Fall 2020

Participants

• Eamen Ho: Volunteer research assistant
• Ramandeep Singh: BIOL 48002
• Desiree Pante: BIOL 48001
• Afsana Rahman: Volunteer research assistant
• Roman Shimonov: BIOL 48002
• Justin Hiraldo: BIOL 48002
• Zaheen Hossain: Volunteer research assistant
• Jerry Sebastian: Volunteer research assistant
• Ariel Cebelinski: Volunteer research assistant

Schedule

• Tuesdays at 12 noon - 2pm by Zoom
• Sept 1, 2020. Week 1. Meet & Greet; Intro to projects
• Sept 8, 2020. Week 2. Presentations (background, data, and methods), based on assigned readings

Project 1. Structure & evolution of multipartite genome of Lyme disease bacteria

• Participants: Desiree & Ramon (Summer 2020), Jerry
• Readings
  • Review: deCenzo & Finan (2017).
• Data set: lp54 & cp26 plasmids
• TO DO:
  • Week 1. 9/8/2020, 12 noon: 5-slides presentation on multipartite bacterial genome evolution (based on the paper above)
  • Week 2. 9/15, 12 noon: Use prorgram codonO to calculate codon bias (SCUO) for replicons (n=23) on Borrelia burgdorferi B31 genome
  • Week 3. 9/22, 12 noon: codonO paper presentation (Jerry)

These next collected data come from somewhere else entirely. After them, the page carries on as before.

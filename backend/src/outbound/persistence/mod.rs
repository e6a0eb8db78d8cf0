//! PostgreSQL persistence adapters using Diesel ORM.
//!
//! Repository implementations only translate between Diesel rows and domain
//! types. Row structs (`models.rs`) and table definitions (`schema.rs`) never
//! leave this module. Every operation runs under the pool's operation budget
//! and reports overruns as timeouts.
//!
//! # Example
//!
//! ```ignore
//! use messpro::outbound::persistence::{DbPool, DieselAttendanceRepository, PoolConfig};
//!
//! let pool = DbPool::new(PoolConfig::new("postgres://localhost/mess")).await?;
//! let repo = DieselAttendanceRepository::new(pool);
//! ```

mod diesel_attendance_repository;
mod diesel_helpers;
mod diesel_issue_repository;
mod diesel_user_repository;
mod migrations;
mod models;
mod pool;
mod schema;

pub use diesel_attendance_repository::DieselAttendanceRepository;
pub use diesel_issue_repository::DieselIssueRepository;
pub use diesel_user_repository::DieselUserRepository;
pub use migrations::{MigrationError, run_pending_migrations};
pub use pool::{DEFAULT_OPERATION_TIMEOUT, DbPool, PoolConfig, PoolError};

Project 2. OspC Cross-reactivity analysis

• Participants: Justin, Roman
• Readings: Ivanova et al (2009)
• Tool: ImageJ
• Data set (to be sent)
• To Do
  • Week 1. 9/8/2020 12 noon: 5-slide presentation on background, material & methods, and data capture using ImageJ
  • Week 2. 9/15: Create Excel sheet to capture immunoblot intensities on C3H mice & P.lucus. Capture background for each serum. Getting ready to makes plots in R/Rstudio

Project 3. Clostridium transcriptome analysis

• Participants: Eaman, Zaheen
• Readings
  • SPARTA pipeline
  • Fletcher et al (2018).
  • Gu et al (2018)
• Data set: posted on "genometracker.org"
  • Wild type transcriptome at 12 hour, paired-end read files:
  • /home/azureuser/18134XR-29-01_S0_L001_R1_001.fastq.gz
  • /home/azureuser/18134XR-29-01_S0_L001_R2_001.fastq.gz
• To Do
  • Week 1. 9/8/2020 12 noon:
    • A short presentation on C. diff transcriptome (one of the 2 papers above)
    • Demo on read quality using FastQC and mapping reads to reference genomes with bowtie
  • Week 2. Use HT-Seq to quantify RNA abundance for C. diff genes.
    • HTSeq installed
    • Try this protocol first
  • Commands

According to: reference; Bowtie website

bioseq -i'genbank' R20291.gb > ref.fa # make FASTA file
bowtie2-build ref.fa index # build index
# -S: sam output (otherwise bam) 
bowtie2 -x index -S 18134XR.sam -1 ../18134XR-29-01_S0_L001_R1_001.fastq.gz -2 ../18134XR-29-01_S0_L001_R2_001.fastq.gz
# ref.gff3: need to run sed "s/Chromosome/FN545816/"
# need to use "-i"; default is "gene_id"
conda activate qiulab # change environment to access htseq
htseq-count -m union --stranded=yes 18134XR-29-01.sam ~/xingmin-cdiff/ref.gff3 -i=Parent > 18134XR-29-01.counts
samtools view -b 18134XR-29-01.sam -o 18134XR-29-01.bam # compress sam file into bam file

Project 4. Protein classification using natural language processing

• Participants: Afsana & Ariel
• Goal: Classify protein sequences
• Week 1. 9/8/2020 Readings:
  • Rives et al (2019)
  • Lan et al (2019)
• Week 2. Find/Explore ALBERT resources & Tutorials
• Code from Hansaim Lim
• Transformer: Pretrained models in natural language processing
• DNAbert paper

DNAbert: github code

• Including Albert
• Google albert library: github

Sample BioPython script:

#!/usr/bin/env python

import sys
import json
from Bio import SeqIO

alnFile = sys.argv[1] # read file as the first argument
seqList = [] # initialize a list
for record in SeqIO.parse(alnFile, "fasta"):
    seqList.append({"id": record.id,
                    "seq": str(record[0:3].seq) # use the str() function to convert object to string
                }) # get residue2 1-3

print(json.dumps(seqList)) # print to JSON format
exit